- [About this task] Your answer should consist of every line in the records that holds "AgentError".

[Dataset entries]
..............................
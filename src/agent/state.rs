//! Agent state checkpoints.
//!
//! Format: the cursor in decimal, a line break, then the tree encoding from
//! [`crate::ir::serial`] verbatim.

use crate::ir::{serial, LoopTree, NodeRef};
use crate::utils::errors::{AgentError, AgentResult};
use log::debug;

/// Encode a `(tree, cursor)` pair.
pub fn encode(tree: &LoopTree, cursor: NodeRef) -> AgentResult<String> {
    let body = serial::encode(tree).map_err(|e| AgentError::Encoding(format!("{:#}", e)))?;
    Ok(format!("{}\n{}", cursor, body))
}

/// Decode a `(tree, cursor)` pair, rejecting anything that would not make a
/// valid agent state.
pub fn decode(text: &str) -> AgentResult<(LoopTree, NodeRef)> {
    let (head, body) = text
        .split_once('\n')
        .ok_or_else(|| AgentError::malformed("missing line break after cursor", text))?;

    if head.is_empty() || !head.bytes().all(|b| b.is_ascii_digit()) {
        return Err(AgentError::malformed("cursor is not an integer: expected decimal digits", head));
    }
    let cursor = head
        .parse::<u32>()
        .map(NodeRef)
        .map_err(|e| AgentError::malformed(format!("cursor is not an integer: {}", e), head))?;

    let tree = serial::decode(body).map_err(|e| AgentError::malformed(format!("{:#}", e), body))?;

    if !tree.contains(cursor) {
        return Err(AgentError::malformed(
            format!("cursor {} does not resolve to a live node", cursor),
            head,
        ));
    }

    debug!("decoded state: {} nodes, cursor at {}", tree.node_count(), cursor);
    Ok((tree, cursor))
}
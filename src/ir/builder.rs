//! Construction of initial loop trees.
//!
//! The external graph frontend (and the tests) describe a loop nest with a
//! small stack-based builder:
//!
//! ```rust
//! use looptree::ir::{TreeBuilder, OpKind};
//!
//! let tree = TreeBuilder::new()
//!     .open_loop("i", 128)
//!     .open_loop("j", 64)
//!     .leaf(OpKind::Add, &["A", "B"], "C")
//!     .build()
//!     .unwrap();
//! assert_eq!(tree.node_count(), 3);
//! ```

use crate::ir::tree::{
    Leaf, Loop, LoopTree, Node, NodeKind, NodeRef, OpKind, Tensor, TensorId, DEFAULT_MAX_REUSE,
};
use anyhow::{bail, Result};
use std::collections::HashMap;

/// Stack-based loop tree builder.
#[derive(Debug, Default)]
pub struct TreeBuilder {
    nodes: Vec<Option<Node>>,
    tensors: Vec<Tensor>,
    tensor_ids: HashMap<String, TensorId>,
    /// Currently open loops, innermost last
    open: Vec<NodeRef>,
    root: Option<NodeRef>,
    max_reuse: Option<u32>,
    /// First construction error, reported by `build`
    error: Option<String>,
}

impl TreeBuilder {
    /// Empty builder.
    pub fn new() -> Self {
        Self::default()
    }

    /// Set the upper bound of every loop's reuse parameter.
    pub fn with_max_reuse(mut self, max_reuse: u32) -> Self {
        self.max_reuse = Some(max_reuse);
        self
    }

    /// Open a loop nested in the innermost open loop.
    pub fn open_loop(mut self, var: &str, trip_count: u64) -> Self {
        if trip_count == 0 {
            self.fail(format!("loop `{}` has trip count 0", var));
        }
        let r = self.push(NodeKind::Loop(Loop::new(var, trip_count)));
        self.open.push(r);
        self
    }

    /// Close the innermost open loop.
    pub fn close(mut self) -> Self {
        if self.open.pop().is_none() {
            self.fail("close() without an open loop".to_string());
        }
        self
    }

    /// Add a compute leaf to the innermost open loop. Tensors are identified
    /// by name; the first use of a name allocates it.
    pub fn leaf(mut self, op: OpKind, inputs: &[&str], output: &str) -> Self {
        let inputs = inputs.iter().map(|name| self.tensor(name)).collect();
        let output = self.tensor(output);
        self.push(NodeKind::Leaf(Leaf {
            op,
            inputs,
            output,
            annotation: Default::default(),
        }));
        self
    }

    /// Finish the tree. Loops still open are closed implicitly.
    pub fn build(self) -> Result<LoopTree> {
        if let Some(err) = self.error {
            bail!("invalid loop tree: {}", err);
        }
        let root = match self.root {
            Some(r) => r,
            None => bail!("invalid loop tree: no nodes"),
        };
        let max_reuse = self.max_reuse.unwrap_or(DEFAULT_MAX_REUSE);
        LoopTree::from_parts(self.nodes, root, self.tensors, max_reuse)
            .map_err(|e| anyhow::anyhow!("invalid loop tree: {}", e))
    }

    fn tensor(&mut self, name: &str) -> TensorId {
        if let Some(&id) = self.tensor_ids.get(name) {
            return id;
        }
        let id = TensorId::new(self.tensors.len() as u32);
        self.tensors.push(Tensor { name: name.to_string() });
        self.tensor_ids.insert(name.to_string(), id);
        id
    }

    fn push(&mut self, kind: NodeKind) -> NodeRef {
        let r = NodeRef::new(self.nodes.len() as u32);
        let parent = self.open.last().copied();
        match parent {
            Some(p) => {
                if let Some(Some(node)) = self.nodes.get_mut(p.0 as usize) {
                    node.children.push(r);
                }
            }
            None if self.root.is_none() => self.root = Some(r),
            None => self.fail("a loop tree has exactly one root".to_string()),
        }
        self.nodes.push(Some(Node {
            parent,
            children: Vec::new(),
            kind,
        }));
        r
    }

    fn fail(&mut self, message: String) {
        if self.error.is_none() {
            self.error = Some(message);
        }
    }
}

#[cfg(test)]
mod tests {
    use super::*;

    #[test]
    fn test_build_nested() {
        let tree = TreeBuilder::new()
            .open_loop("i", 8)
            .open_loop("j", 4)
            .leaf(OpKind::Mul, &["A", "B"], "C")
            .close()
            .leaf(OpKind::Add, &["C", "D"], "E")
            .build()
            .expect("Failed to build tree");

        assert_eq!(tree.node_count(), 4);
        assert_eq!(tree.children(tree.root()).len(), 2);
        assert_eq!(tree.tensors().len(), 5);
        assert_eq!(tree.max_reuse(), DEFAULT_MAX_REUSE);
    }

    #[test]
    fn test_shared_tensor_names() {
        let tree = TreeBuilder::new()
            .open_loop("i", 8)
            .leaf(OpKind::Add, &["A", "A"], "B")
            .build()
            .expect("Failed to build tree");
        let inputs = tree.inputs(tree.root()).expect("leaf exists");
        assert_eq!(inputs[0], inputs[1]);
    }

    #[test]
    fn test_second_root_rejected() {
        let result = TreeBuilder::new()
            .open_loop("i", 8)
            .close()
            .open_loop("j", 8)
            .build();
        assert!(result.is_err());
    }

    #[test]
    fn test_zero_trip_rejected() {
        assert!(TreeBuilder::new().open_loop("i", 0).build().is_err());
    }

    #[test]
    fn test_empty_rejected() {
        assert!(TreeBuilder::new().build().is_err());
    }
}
..............................
- [Response box]
use crate::utils::errors::{AgentError, AgentResult};
    let body = serial::encode(tree).map_err(|e| AgentError::Encoding(format!("{:#}", e)))?;
        .ok_or_else(|| AgentError::malformed("missing line break after cursor", text))?;
        return Err(AgentError::malformed("cursor is not an integer: expected decimal digits", head));
        .map_err(|e| AgentError::malformed(format!("cursor is not an integer: {}", e), head))?;
    let tree = serial::decode(body).map_err(|e| AgentError::malformed(format!("{:#}", e), body))?;
        return Err(AgentError::malformed(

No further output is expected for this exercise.